## INSTRUCTIONS TO FOLLOW
Once you find the line with "SessionPhase::Warning => Self::Warning" in the entries below, return exactly every line from it through the line with "assert_eq!(classify(i64::MAX, &timing), SessionPhase::Normal);".

#### MATERIAL FOR THE TASK ####

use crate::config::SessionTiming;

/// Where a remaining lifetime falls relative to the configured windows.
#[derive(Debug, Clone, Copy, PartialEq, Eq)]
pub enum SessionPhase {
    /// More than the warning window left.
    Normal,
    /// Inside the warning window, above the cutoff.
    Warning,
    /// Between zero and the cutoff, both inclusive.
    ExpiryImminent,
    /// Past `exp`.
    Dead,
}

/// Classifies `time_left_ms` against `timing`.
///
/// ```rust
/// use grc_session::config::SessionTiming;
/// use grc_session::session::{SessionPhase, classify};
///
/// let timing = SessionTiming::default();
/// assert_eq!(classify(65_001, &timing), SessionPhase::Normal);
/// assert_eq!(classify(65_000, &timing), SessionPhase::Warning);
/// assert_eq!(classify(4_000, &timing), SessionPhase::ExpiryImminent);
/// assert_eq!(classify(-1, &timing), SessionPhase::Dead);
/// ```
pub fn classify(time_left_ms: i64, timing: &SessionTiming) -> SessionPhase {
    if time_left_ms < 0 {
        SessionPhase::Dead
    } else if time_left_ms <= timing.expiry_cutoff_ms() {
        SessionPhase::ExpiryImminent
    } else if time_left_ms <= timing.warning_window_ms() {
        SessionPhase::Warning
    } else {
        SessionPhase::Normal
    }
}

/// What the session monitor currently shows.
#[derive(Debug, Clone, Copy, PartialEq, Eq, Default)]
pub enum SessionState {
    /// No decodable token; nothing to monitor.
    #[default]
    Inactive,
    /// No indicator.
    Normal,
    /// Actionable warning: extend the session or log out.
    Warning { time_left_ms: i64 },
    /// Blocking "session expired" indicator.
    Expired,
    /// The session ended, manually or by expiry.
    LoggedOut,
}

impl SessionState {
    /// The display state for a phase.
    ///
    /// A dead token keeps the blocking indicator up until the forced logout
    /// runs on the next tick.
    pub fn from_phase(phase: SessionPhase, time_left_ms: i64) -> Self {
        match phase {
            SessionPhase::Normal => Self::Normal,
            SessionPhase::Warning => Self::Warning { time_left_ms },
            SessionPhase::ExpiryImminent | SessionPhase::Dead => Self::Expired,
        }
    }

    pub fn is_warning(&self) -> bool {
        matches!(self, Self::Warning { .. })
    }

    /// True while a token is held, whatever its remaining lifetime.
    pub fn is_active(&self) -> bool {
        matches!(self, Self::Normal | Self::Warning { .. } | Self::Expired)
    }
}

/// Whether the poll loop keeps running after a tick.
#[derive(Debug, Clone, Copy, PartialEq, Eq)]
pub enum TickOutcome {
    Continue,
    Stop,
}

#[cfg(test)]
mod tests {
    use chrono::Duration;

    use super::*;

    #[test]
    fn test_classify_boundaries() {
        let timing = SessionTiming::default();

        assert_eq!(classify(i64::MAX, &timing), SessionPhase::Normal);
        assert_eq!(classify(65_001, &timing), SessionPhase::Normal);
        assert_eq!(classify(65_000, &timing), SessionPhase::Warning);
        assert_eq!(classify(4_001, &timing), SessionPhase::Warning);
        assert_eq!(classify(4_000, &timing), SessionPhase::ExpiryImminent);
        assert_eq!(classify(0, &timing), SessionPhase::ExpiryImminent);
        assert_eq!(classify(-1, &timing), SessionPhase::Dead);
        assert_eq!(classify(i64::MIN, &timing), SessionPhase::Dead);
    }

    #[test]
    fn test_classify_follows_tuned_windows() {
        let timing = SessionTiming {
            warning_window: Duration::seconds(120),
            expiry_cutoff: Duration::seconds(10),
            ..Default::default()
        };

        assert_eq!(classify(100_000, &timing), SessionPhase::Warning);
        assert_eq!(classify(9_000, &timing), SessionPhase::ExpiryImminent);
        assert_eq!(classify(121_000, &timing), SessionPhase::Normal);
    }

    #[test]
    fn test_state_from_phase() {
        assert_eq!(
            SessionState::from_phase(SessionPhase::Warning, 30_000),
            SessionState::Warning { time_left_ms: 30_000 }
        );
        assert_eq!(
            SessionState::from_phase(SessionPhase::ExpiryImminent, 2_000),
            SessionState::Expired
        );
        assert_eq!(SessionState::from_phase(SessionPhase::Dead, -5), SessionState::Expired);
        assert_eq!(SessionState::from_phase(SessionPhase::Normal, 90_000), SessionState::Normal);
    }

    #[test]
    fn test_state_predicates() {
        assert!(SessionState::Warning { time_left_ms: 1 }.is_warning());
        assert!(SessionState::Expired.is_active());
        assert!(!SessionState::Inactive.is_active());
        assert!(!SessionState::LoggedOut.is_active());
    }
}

####

## TASK RESPONSE
            SessionPhase::Warning => Self::Warning { time_left_ms },
            SessionPhase::ExpiryImminent | SessionPhase::Dead => Self::Expired,
        }
    }

    pub fn is_warning(&self) -> bool {
        matches!(self, Self::Warning { .. })
    }

    /// True while a token is held, whatever its remaining lifetime.
    pub fn is_active(&self) -> bool {
        matches!(self, Self::Normal | Self::Warning { .. } | Self::Expired)
    }
}

/// Whether the poll loop keeps running after a tick.
#[derive(Debug, Clone, Copy, PartialEq, Eq)]
pub enum TickOutcome {
    Continue,
    Stop,
}

#[cfg(test)]
mod tests {
    use chrono::Duration;

    use super::*;

    #[test]
    fn test_classify_boundaries() {
        let timing = SessionTiming::default();

        assert_eq!(classify(i64::MAX, &timing), SessionPhase::Normal);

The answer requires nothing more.